Exercise brief:
Below are some records. Return exactly the lines from the one containing "count3.fetch_add(1, Ordering::SeqCst);" through the one containing "for store in", both included, and only those.

Task data section start

//! Standard modifiers shipped with the runtime, plus the ambient `log_duration`.

pub mod controller;
pub mod default_value;
pub mod deduplicate;
pub mod enable_automatic_running;
pub mod log_duration;
pub mod rerun_on_change;
pub mod retry;
pub mod stale_when;

pub use controller::WithController;
pub use default_value::DefaultValue;
pub use deduplicate::Deduplicate;
pub use enable_automatic_running::EnableAutomaticRunning;
pub use log_duration::LogDuration;
pub use rerun_on_change::RerunOnChange;
pub use retry::Retry;
pub use stale_when::StaleWhen;
//! Deduplication: two concurrent `store.run()` calls on an operation
//! wrapped in a `deduplicate()` modifier collapse onto one underlying
//! execution.

use std::sync::atomic::{AtomicU32, Ordering};
use std::sync::Arc;
use std::time::Duration;

use async_trait::async_trait;

use operon::config::RuntimeConfig;
use operon::context::Context;
use operon::continuation::Continuation;
use operon::diagnostics::Diagnostics;
use operon::operation::modifiers::Deduplicate;
use operon::operation::{OperationCore, RunnableExt, Single, SingleOperation};
use operon::path::Path;
use operon::store::Store;

struct SlowCounted {
    calls: Arc<AtomicU32>,
}

impl OperationCore for SlowCounted {
    fn path(&self) -> Path {
        Path::from(["slow-counted"])
    }
}

#[async_trait]
impl SingleOperation for SlowCounted {
    type Value = i32;
    type Failure = String;

    async fn run(&self, _ctx: Context, _cont: Continuation<i32, String>) -> Result<i32, String> {
        self.calls.fetch_add(1, Ordering::SeqCst);
        tokio::time::sleep(Duration::from_millis(20)).await;
        Ok(7)
    }
}

#[tokio::test]
async fn concurrent_runs_collapse_to_one_underlying_call() {
    let calls = Arc::new(AtomicU32::new(0));
    let op = Single(SlowCounted { calls: calls.clone() }).modified(Deduplicate::new());
    let store = Store::new(op, RuntimeConfig::default(), Diagnostics::default());

    let (r1, r2) = tokio::join!(store.run(), store.run());

    assert_eq!(r1.unwrap(), 7);
    assert_eq!(r2.unwrap(), 7);
    assert_eq!(calls.load(Ordering::SeqCst), 1);
}
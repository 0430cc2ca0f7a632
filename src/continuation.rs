//! [`Continuation`]: the sink operations push intermediate results through
//! before their terminal return.

use std::fmt;
use std::sync::Arc;

use tokio::sync::mpsc;

/// One value pushed through a [`Continuation`]: either a value or a
/// failure, tagged with whether it was yielded mid-run or is the run's
/// terminal return.
#[derive(Debug, Clone)]
pub enum YieldedResult<V, E> {
    /// A successful intermediate or final value.
    Value(V),
    /// An intermediate or final failure.
    Error(E),
}

impl<V, E> YieldedResult<V, E> {
    /// Converts to `Result<V, E>`, discarding the yield/final distinction.
    pub fn into_result(self) -> Result<V, E> {
        match self {
            Self::Value(v) => Ok(v),
            Self::Error(e) => Err(e),
        }
    }
}

/// A thread-safe sink handed to an operation's `run`/`fetch_page`/`mutate`
/// body for pushing intermediate results before the final return.
///
/// Every push before the terminal return carries
/// `result_update_reason = yielded`; the operation's actual `Result`
/// return is tagged `final-returned` by the [`Store`](crate::store::Store)
/// that drives the run, not by the `Continuation` itself. Cloning a
/// `Continuation` is cheap (it wraps an `mpsc::UnboundedSender`); calling
/// any `yield_*` method after the run has finished is a silent no-op
/// because the receiving end has already been dropped.
#[derive(Clone)]
pub struct Continuation<V, E> {
    sender: mpsc::UnboundedSender<YieldedResult<V, E>>,
}

impl<V, E> fmt::Debug for Continuation<V, E> {
    fn fmt(&self, f: &mut fmt::Formatter<'_>) -> fmt::Result {
        f.write_str("Continuation(..)")
    }
}

impl<V, E> Continuation<V, E> {
    /// Pushes a successful intermediate value.
    pub fn yield_value(&self, value: V) {
        let _ = self.sender.send(YieldedResult::Value(value));
    }

    /// Pushes an intermediate failure.
    pub fn yield_error(&self, error: E) {
        let _ = self.sender.send(YieldedResult::Error(error));
    }

    /// Pushes an intermediate `Result` directly.
    pub fn yield_result(&self, result: Result<V, E>) {
        match result {
            Ok(v) => self.yield_value(v),
            Err(e) => self.yield_error(e),
        }
    }
}

/// The receiving half, held by the `Store` while it drains yields into
/// state transitions.
pub(crate) struct ContinuationReceiver<V, E> {
    receiver: mpsc::UnboundedReceiver<YieldedResult<V, E>>,
}

impl<V, E> ContinuationReceiver<V, E> {
    pub(crate) async fn recv(&mut self) -> Option<YieldedResult<V, E>> {
        self.receiver.recv().await
    }
}

/// Creates a linked `Continuation`/receiver pair for one operation run.
pub(crate) fn channel<V, E>() -> (Continuation<V, E>, ContinuationReceiver<V, E>) {
    let (sender, receiver) = mpsc::unbounded_channel();
    (Continuation { sender }, ContinuationReceiver { receiver })
}

/// Shared handle allowing multiple clones of a [`Continuation`] to be
/// handed to a user's operation closure across threads, e.g. when a
/// `fetch_page` spawns helper tasks that each yield partial progress.
pub type SharedContinuation<V, E> = Arc<Continuation<V, E>>;

#[cfg(test)]
mod tests {
    use super::*;

    #[tokio::test]
    async fn yields_are_received_in_order() {
        let (cont, mut rx) = channel::<i32, String>();
        cont.yield_value(1);
        cont.yield_value(2);
        cont.yield_error("transient".to_string());
        drop(cont);

        let mut seen = Vec::new();
        while let Some(r) = rx.recv().await {
            seen.push(r.into_result());
        }
        assert_eq!(seen, vec![Ok(1), Ok(2), Err("transient".to_string())]);
    }

    #[tokio::test]
    async fn yield_after_receiver_dropped_is_a_noop() {
        let (cont, rx) = channel::<i32, String>();
        drop(rx);
        cont.yield_value(1); // must not panic
    }
}
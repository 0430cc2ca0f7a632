//! [`Context`]: the extensible, copy-on-write key/value bag threaded
//! through every operation run.
//!
//! Keys are typed: [`ContextKey<T>`] carries both the `TypeId` used to
//! index the map and the default value returned when a key has never been
//! set. Reads never fail. Writes clone the underlying map so a modifier
//! that mutates the context before delegating to its inner operation
//! never affects a sibling branch of the call tree — see
//! [`Context::child`].

use std::any::{Any, TypeId};
use std::fmt;
use std::sync::Arc;

use dashmap::DashMap;

/// A typed key into a [`Context`].
///
/// `T` must be `Clone + Send + Sync + 'static` so values can be cheaply
/// read out of the map and shared across the threads an operation may run
/// on. The `default` closure is called once per miss; its result is not
/// cached back into the map (so two reads of an unset key each get a
/// fresh default, matching "reads never fail, never mutate").
pub struct ContextKey<T> {
    name: &'static str,
    default: fn() -> T,
}

impl<T> ContextKey<T> {
    /// Declares a new key with the given debug name and default-value
    /// factory.
    pub const fn new(name: &'static str, default: fn() -> T) -> Self {
        Self { name, default }
    }

    /// The key's debug name, used in diagnostics and `Debug` output.
    pub fn name(&self) -> &'static str {
        self.name
    }
}

impl<T> fmt::Debug for ContextKey<T> {
    fn fmt(&self, f: &mut fmt::Formatter<'_>) -> fmt::Result {
        f.debug_tuple("ContextKey").field(&self.name).finish()
    }
}

type AnyValue = Arc<dyn Any + Send + Sync>;

/// Per-operation key → value bag with copy-on-write semantics.
///
/// Cloning a `Context` is O(1) (an `Arc`-backed map is shared) until one
/// side writes, at which point that side clones the map before mutating —
/// so a modifier's local `ctx.set(...)` before delegating to its inner
/// operation is visible only to that call's subtree, never to a sibling
/// that captured the context earlier.
#[derive(Clone, Default)]
pub struct Context {
    values: Arc<DashMap<TypeId, AnyValue>>,
}

impl fmt::Debug for Context {
    fn fmt(&self, f: &mut fmt::Formatter<'_>) -> fmt::Result {
        f.debug_struct("Context")
            .field("entries", &self.values.len())
            .finish()
    }
}

impl Context {
    /// An empty context; every key reads as its default.
    pub fn new() -> Self {
        Self::default()
    }

    /// Reads the value for `key`, or its default if never set.
    pub fn get<T>(&self, key: &ContextKey<T>) -> T
    where
        T: Clone + Send + Sync + 'static,
    {
        self.values
            .get(&TypeId::of::<T>())
            .and_then(|v| v.downcast_ref::<T>().cloned())
            .unwrap_or_else(|| (key.default)())
    }

    /// Writes `value` for `key`.
    ///
    /// Clones the underlying map first (copy-on-write): a clone of this
    /// `Context` taken *before* this call is unaffected.
    pub fn set<T>(&mut self, _key: &ContextKey<T>, value: T)
    where
        T: Clone + Send + Sync + 'static,
    {
        self.make_unique();
        self.values
            .insert(TypeId::of::<T>(), Arc::new(value) as AnyValue);
    }

    /// Returns a context that shares this one's values but can diverge
    /// independently: writes through the child are not observed by `self`
    /// and vice versa once the child makes its first write.
    ///
    /// Used by [`Modifier`](crate::operation::modifier::Modifier)s that
    /// adjust context before delegating to their inner operation.
    pub fn child(&self) -> Context {
        self.clone()
    }

    /// Forces copy-on-write: if other clones are alive, clones the map so
    /// subsequent writes are private to `self`.
    fn make_unique(&mut self) {
        if Arc::strong_count(&self.values) > 1 {
            let cloned: DashMap<TypeId, AnyValue> = self
                .values
                .iter()
                .map(|entry| (*entry.key(), entry.value().clone()))
                .collect();
            self.values = Arc::new(cloned);
        }
    }
}

/// Built-in, well-known context keys.
///
/// Every key here has a sensible out-of-the-box default:
/// `clock` → system time, `delayer` → task sleep, `backoff` →
/// fibonacci·1s, `retry_limit`/`retry_index` → 0, `auto_run_predicate` /
/// `stale_predicate` → always-true / always-stale.
pub mod keys {
    use super::ContextKey;
    use crate::client::{ClientHandle, ErasedStore};
    use crate::clock::{Backoff, Clock, Delayer, SystemClock, TokioDelayer};
    use crate::config::RuntimeConfig;
    use crate::diagnostics::Diagnostics;
    use crate::controller::Controller;
    use crate::run_spec::{AlwaysStale, AlwaysTrue, RunSpecification};
    use crate::task::TaskInfo;
    use std::sync::Arc;

    /// Current time source for staleness and timestamp bookkeeping.
    pub static CLOCK: ContextKey<Arc<dyn Clock>> =
        ContextKey::new("clock", || Arc::new(SystemClock));

    /// Async sleep used by retry backoff.
    pub static DELAYER: ContextKey<Arc<dyn Delayer>> =
        ContextKey::new("delayer", || Arc::new(TokioDelayer));

    /// Retry backoff policy, `attempt -> duration`.
    pub static BACKOFF: ContextKey<Backoff> = ContextKey::new("backoff", Backoff::fibonacci);

    /// Configured retry ceiling for the active `retry` modifier, if any.
    ///
    /// Wrapped in a distinct newtype rather than a bare `u32` because
    /// `Context` indexes its map by `TypeId::of::<T>()`: a bare
    /// `ContextKey<u32>` here would alias [`RetryIndex`]'s slot, since
    /// both would key off `TypeId::of::<u32>()`.
    #[derive(Debug, Clone, Copy)]
    pub struct RetryLimit(pub u32);
    pub static RETRY_LIMIT: ContextKey<RetryLimit> = ContextKey::new("retry_limit", || RetryLimit(0));

    /// Index of the attempt currently executing, `0`-based.
    #[derive(Debug, Clone, Copy)]
    pub struct RetryIndex(pub u32);
    pub static RETRY_INDEX: ContextKey<RetryIndex> = ContextKey::new("retry_index", || RetryIndex(0));

    /// Whether a `Store` should automatically run when subscribed to.
    ///
    /// Wrapped for the same reason as [`RetryLimit`]/[`RetryIndex`]: both
    /// this and [`StalePredicate`] would otherwise share
    /// `TypeId::of::<Arc<dyn RunSpecification>>()`.
    #[derive(Clone)]
    pub struct AutoRunPredicate(pub Arc<dyn RunSpecification>);
    pub static AUTO_RUN_PREDICATE: ContextKey<AutoRunPredicate> =
        ContextKey::new("auto_run_predicate", || AutoRunPredicate(Arc::new(AlwaysTrue)));

    /// Whether the current state counts as stale and should be refetched.
    #[derive(Clone)]
    pub struct StalePredicate(pub Arc<dyn RunSpecification>);
    pub static STALE_PREDICATE: ContextKey<StalePredicate> =
        ContextKey::new("stale_predicate", || StalePredicate(Arc::new(AlwaysStale)));

    /// Weak handle to the hosting `Client`, if the operation was resolved
    /// through one.
    pub static CLIENT: ContextKey<Option<ClientHandle>> = ContextKey::new("client", || None);

    /// Descriptor of the task currently executing this run, set by the
    /// `Store` before invoking the operation.
    pub static CURRENT_TASK_INFO: ContextKey<Option<TaskInfo>> =
        ContextKey::new("current_task_info", || None);

    /// Erased handle to the store driving the current run, set by the
    /// `Store`/`MutationStore` alongside `current_task_info` before
    /// invoking the operation, so a modifier or controller can navigate
    /// back to its own store (e.g. to reset or reread its own state).
    pub static CURRENT_STORE: ContextKey<Option<Arc<dyn ErasedStore>>> =
        ContextKey::new("current_store", || None);

    /// Reason the most recent state update occurred: a `Continuation`
    /// yield, or the operation's terminal return.
    #[derive(Debug, Clone, Copy, PartialEq, Eq, Default)]
    pub enum ResultUpdateReason {
        /// Pushed through a `Continuation::yield_*` call mid-run.
        Yielded,
        /// The operation's `run`/`fetch_page`/`mutate` returned.
        #[default]
        FinalReturned,
    }
    pub static RESULT_UPDATE_REASON: ContextKey<ResultUpdateReason> =
        ContextKey::new("result_update_reason", ResultUpdateReason::default);

    /// Which paginated sub-fetch is executing. Only meaningful during a
    /// paginated run.
    #[derive(Debug, Clone, Copy, PartialEq, Eq)]
    pub enum PaginatedFetchType {
        /// Replaces/loads the first page.
        Initial,
        /// Fetches the page after `next_page_id`.
        Next,
        /// Fetches the page before `previous_page_id`.
        Previous,
        /// Refetches every page from the start.
        All,
    }
    pub static PAGINATED_FETCH_TYPE: ContextKey<Option<PaginatedFetchType>> =
        ContextKey::new("paginated.fetch_type", || None);

    /// Controllers attached by the `controller(...)` modifier, consumed by
    /// the `Store` at construction to install long-lived subscriptions.
    pub static CONTROLLERS: ContextKey<im_list::List<Arc<dyn Controller>>> =
        ContextKey::new("controllers", im_list::List::new);

    /// Ambient runtime configuration the hosting `Client` was built with.
    pub static CONFIG: ContextKey<RuntimeConfig> = ContextKey::new("config", RuntimeConfig::default);

    /// Diagnostic sink for cycle/duplicate-path reporting.
    pub static DIAGNOSTICS: ContextKey<Diagnostics> = ContextKey::new("diagnostics", Diagnostics::default);

    /// Optional span-producing handle the `log_duration` modifier records
    /// each run's elapsed time into. `None` (the default) means
    /// `log_duration` does nothing: it is opt-in, not wired into every
    /// `Store` automatically.
    pub static LOGGER: ContextKey<Option<Arc<dyn crate::operation::modifiers::log_duration::Logger>>> =
        ContextKey::new("logger", || None);

    /// Minimal append-only list so `Context::get` can clone a `Vec`-like
    /// value cheaply without requiring `Vec<Arc<dyn Trait>>` to implement
    /// `Clone` via deep copy (it already does; this just documents intent
    /// and keeps the key's type small and explicit).
    pub mod im_list {
        #[derive(Debug)]
        pub struct List<T>(Vec<T>);

        impl<T: Clone> Clone for List<T> {
            fn clone(&self) -> Self {
                Self(self.0.clone())
            }
        }

        impl<T> List<T> {
            pub fn new() -> Self {
                Self(Vec::new())
            }

            pub fn push(&mut self, value: T) {
                self.0.push(value);
            }

            pub fn iter(&self) -> std::slice::Iter<'_, T> {
                self.0.iter()
            }

            pub fn into_vec(self) -> Vec<T> {
                self.0
            }
        }

        impl<T> Default for List<T> {
            fn default() -> Self {
                Self::new()
            }
        }
    }
}

#[cfg(test)]
mod tests {
    use super::*;

    static COUNT: ContextKey<i32> = ContextKey::new("count", || 0);

    #[test]
    fn unset_key_reads_as_default() {
        let ctx = Context::new();
        assert_eq!(ctx.get(&COUNT), 0);
    }

    #[test]
    fn write_is_visible_to_later_reads() {
        let mut ctx = Context::new();
        ctx.set(&COUNT, 5);
        assert_eq!(ctx.get(&COUNT), 5);
    }

    #[test]
    fn copy_on_write_isolates_clones() {
        let ctx = Context::new();
        let mut child = ctx.child();
        child.set(&COUNT, 42);
        assert_eq!(child.get(&COUNT), 42);
        assert_eq!(ctx.get(&COUNT), 0, "mutation must not leak to the parent");
    }

    #[test]
    fn two_children_diverge_independently() {
        let parent = Context::new();
        let mut a = parent.child();
        let mut b = parent.child();
        a.set(&COUNT, 1);
        b.set(&COUNT, 2);
        assert_eq!(a.get(&COUNT), 1);
        assert_eq!(b.get(&COUNT), 2);
        assert_eq!(parent.get(&COUNT), 0);
    }
}
//! Pattern-matched fanout: given several stores registered under a shared
//! path prefix, `client.typed_stores_matching` finds exactly those stores
//! (and no others), and directly pushing a value into each via
//! `set_current_value` notifies only that store's subscribers, once.

use std::sync::atomic::{AtomicU32, Ordering};
use std::sync::Arc;

use async_trait::async_trait;
use parking_lot::Mutex;

use operon::client::Client;
use operon::config::RuntimeConfig;
use operon::context::Context;
use operon::continuation::Continuation;
use operon::operation::{OperationCore, Single, SingleOperation};
use operon::path::Path;

struct FriendsList {
    user_id: u64,
}

impl OperationCore for FriendsList {
    fn path(&self) -> Path {
        Path::from(["user-friends", self.user_id])
    }
}

#[async_trait]
impl SingleOperation for FriendsList {
    type Value = Vec<String>;
    type Failure = String;

    async fn run(&self, _ctx: Context, _cont: Continuation<Vec<String>, String>) -> Result<Vec<String>, String> {
        Ok(Vec::new())
    }
}

struct Unrelated;

impl OperationCore for Unrelated {
    fn path(&self) -> Path {
        Path::from(["other-thing"])
    }
}

#[async_trait]
impl SingleOperation for Unrelated {
    type Value = i32;
    type Failure = String;

    async fn run(&self, _ctx: Context, _cont: Continuation<i32, String>) -> Result<i32, String> {
        Ok(0)
    }
}

#[tokio::test]
async fn fanout_updates_only_matched_stores_once_each() {
    let client = Client::new(RuntimeConfig::default());

    let friends_1 = client.store(Single(FriendsList { user_id: 1 }));
    let friends_2 = client.store(Single(FriendsList { user_id: 2 }));
    let unrelated = client.store(Single(Unrelated));

    let friends_1_notifications = Arc::new(AtomicU32::new(0));
    let friends_1_last: Arc<Mutex<Option<Vec<String>>>> = Arc::new(Mutex::new(None));
    let count = friends_1_notifications.clone();
    let last = friends_1_last.clone();
    let _sub1 = friends_1.subscribe(Box::new(move |snapshot| {
        count.fetch_add(1, Ordering::SeqCst);
        *last.lock() = snapshot.current.clone();
    }));

    let friends_2_notifications = Arc::new(AtomicU32::new(0));
    let count2 = friends_2_notifications.clone();
    let _sub2 = friends_2.subscribe(Box::new(move |_snapshot| {
        count2.fetch_add(1, Ordering::SeqCst);
    }));

    let unrelated_notifications = Arc::new(AtomicU32::new(0));
    let count3 = unrelated_notifications.clone();
    let _sub3 = unrelated.subscribe(Box::new(move |_snapshot| {
        count3.fetch_add(1, Ordering::SeqCst);
    }));

    let matched = client.typed_stores_matching::<Single<FriendsList>>(&Path::from(["user-friends"]));
    assert_eq!(matched.len(), 2);

    for store in &matched {
        store.set_current_value(vec!["updated".to_string()]);
    }

    assert!(client.store_with(&Path::from(["user-friends", 1u64])).is_some());
    assert!(client.store_with(&Path::from(["user-friends"])).is_none());

    assert_eq!(friends_1_notifications.load(Ordering::SeqCst), 1);
    assert_eq!(friends_2_notifications.load(Ordering::SeqCst), 1);
    assert_eq!(unrelated_notifications.load(Ordering::SeqCst), 0);

    assert_eq!(friends_1_last.lock().clone(), Some(vec!["updated".to_string()]));
    assert_eq!(friends_1.current_value(), Some(vec!["updated".to_string()]));
    assert_eq!(friends_2.current_value(), Some(vec!["updated".to_string()]));
    assert_eq!(unrelated.current_value(), Some(0));
}
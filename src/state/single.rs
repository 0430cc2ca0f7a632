//! [`SingleState`]: state for operations that produce one value.

use std::collections::BTreeMap;

use chrono::{DateTime, Utc};
use parking_lot::Mutex;

use crate::context::keys::ResultUpdateReason;
use crate::error::RuntimeError;
use crate::task::Task;

use super::{OperationState, StateSnapshot};

struct Inner<V, E> {
    current: Option<V>,
    initial: Option<V>,
    value_update_count: u64,
    value_last_updated_at: Option<DateTime<Utc>>,
    error: Option<E>,
    error_update_count: u64,
    error_last_updated_at: Option<DateTime<Utc>>,
}

/// State for a [`SingleOperation`](crate::operation::SingleOperation):
/// one current value, one error track, one bucket of active tasks.
pub struct SingleState<V, E>
where
    V: Clone + Send + Sync + 'static,
    E: Clone + Send + Sync + 'static,
{
    inner: Mutex<Inner<V, E>>,
    active_tasks: Mutex<BTreeMap<u64, Task<V, RuntimeError<E>>>>,
}

impl<V, E> SingleState<V, E>
where
    V: Clone + Send + Sync + 'static,
    E: Clone + Send + Sync + 'static,
{
    /// A fresh state with `current = initial_value` (typically `None`,
    /// unless a `default_value` modifier supplied one).
    pub fn new(initial_value: Option<V>) -> Self {
        Self {
            inner: Mutex::new(Inner {
                current: initial_value.clone(),
                initial: initial_value,
                value_update_count: 0,
                value_last_updated_at: None,
                error: None,
                error_update_count: 0,
                error_last_updated_at: None,
            }),
            active_tasks: Mutex::new(BTreeMap::new()),
        }
    }

    /// Applies one result produced by an active task.
    ///
    /// A success overwrites `current` and clears `error` (a clean run
    /// should not leave a stale failure behind); a failure sets `error`
    /// but leaves `current` untouched, so the last good value stays
    /// readable alongside the new error. `reason` distinguishes a
    /// `Continuation` yield from the operation's terminal return for
    /// subscribers, but both update the same counters: every yield, like
    /// every terminal success, updates `current`.
    pub fn update(&self, result: Result<V, E>, _reason: ResultUpdateReason, now: DateTime<Utc>) {
        let mut inner = self.inner.lock();
        match result {
            Ok(value) => {
                inner.current = Some(value);
                inner.value_update_count += 1;
                inner.value_last_updated_at = Some(now);
                inner.error = None;
            }
            Err(error) => {
                inner.error = Some(error);
                inner.error_update_count += 1;
                inner.error_last_updated_at = Some(now);
            }
        }
    }

    /// Registers `task` as active.
    pub fn schedule_fetch_task(&self, task: Task<V, RuntimeError<E>>) {
        self.active_tasks.lock().insert(task.id(), task);
    }

    /// Removes `task_id` from the active set; a no-op if it was already
    /// removed (e.g. by a concurrent `reset_state`).
    pub fn finish_fetch_task(&self, task_id: u64) {
        self.active_tasks.lock().remove(&task_id);
    }

    /// Every currently active task, ordered by task id.
    pub fn active_tasks(&self) -> Vec<Task<V, RuntimeError<E>>> {
        self.active_tasks.lock().values().cloned().collect()
    }

    /// Resets to the initial value, clearing counts, timestamps, error,
    /// and the active-task set. Does **not** cancel tasks itself — the
    /// `Store` cancels them first and then calls this.
    pub fn reset(&self) {
        let mut inner = self.inner.lock();
        inner.current = inner.initial.clone();
        inner.value_update_count = 0;
        inner.value_last_updated_at = None;
        inner.error = None;
        inner.error_update_count = 0;
        inner.error_last_updated_at = None;
        self.active_tasks.lock().clear();
    }

    /// Directly sets `current`, tagged as a final-returned update at
    /// `now`. Used by `Store::current_value`'s setter.
    pub fn set_current_value(&self, value: V, now: DateTime<Utc>) {
        let mut inner = self.inner.lock();
        inner.current = Some(value);
        inner.value_update_count += 1;
        inner.value_last_updated_at = Some(now);
    }
}

impl<V, E> OperationState for SingleState<V, E>
where
    V: Clone + Send + Sync + 'static,
    E: Clone + Send + Sync + 'static,
{
    type Current = Option<V>;
    type Failure = E;

    fn snapshot(&self) -> StateSnapshot<Self::Current, Self::Failure> {
        let inner = self.inner.lock();
        StateSnapshot {
            current: inner.current.clone(),
            initial: inner.initial.clone(),
            value_update_count: inner.value_update_count,
            value_last_updated_at: inner.value_last_updated_at,
            error: inner.error.clone(),
            error_update_count: inner.error_update_count,
            error_last_updated_at: inner.error_last_updated_at,
            is_loading: !self.active_tasks.lock().is_empty(),
        }
    }

    fn is_loading(&self) -> bool {
        !self.active_tasks.lock().is_empty()
    }

    fn active_task_count(&self) -> usize {
        self.active_tasks.lock().len()
    }
}

#[cfg(test)]
mod tests {
    use super::*;

    #[test]
    fn success_clears_prior_error() {
        let state: SingleState<i32, String> = SingleState::new(None);
        state.update(Err("boom".into()), ResultUpdateReason::FinalReturned, Utc::now());
        assert!(state.snapshot().error.is_some());

        state.update(Ok(42), ResultUpdateReason::FinalReturned, Utc::now());
        let snap = state.snapshot();
        assert_eq!(snap.current, Some(42));
        assert!(snap.error.is_none());
        assert_eq!(snap.value_update_count, 1);
    }

    #[test]
    fn failure_does_not_clear_last_good_value() {
        let state: SingleState<i32, String> = SingleState::new(None);
        state.update(Ok(1), ResultUpdateReason::FinalReturned, Utc::now());
        state.update(Err("transient".into()), ResultUpdateReason::FinalReturned, Utc::now());
        let snap = state.snapshot();
        assert_eq!(snap.current, Some(1));
        assert_eq!(snap.error, Some("transient".to_string()));
    }

    #[test]
    fn reset_restores_initial_and_clears_bookkeeping() {
        let state: SingleState<i32, String> = SingleState::new(Some(0));
        state.update(Ok(9), ResultUpdateReason::FinalReturned, Utc::now());
        state.update(Err("e".into()), ResultUpdateReason::FinalReturned, Utc::now());
        state.reset();
        let snap = state.snapshot();
        assert_eq!(snap.current, Some(0));
        assert_eq!(snap.value_update_count, 0);
        assert!(snap.error.is_none());
        assert!(!snap.is_loading);
    }
}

Task data section end

Written solution:
        count3.fetch_add(1, Ordering::SeqCst);
    }));

    let matched = client.typed_stores_matching::<Single<FriendsList>>(&Path::from(["user-friends"]));
    assert_eq!(matched.len(), 2);

    for store in &matched {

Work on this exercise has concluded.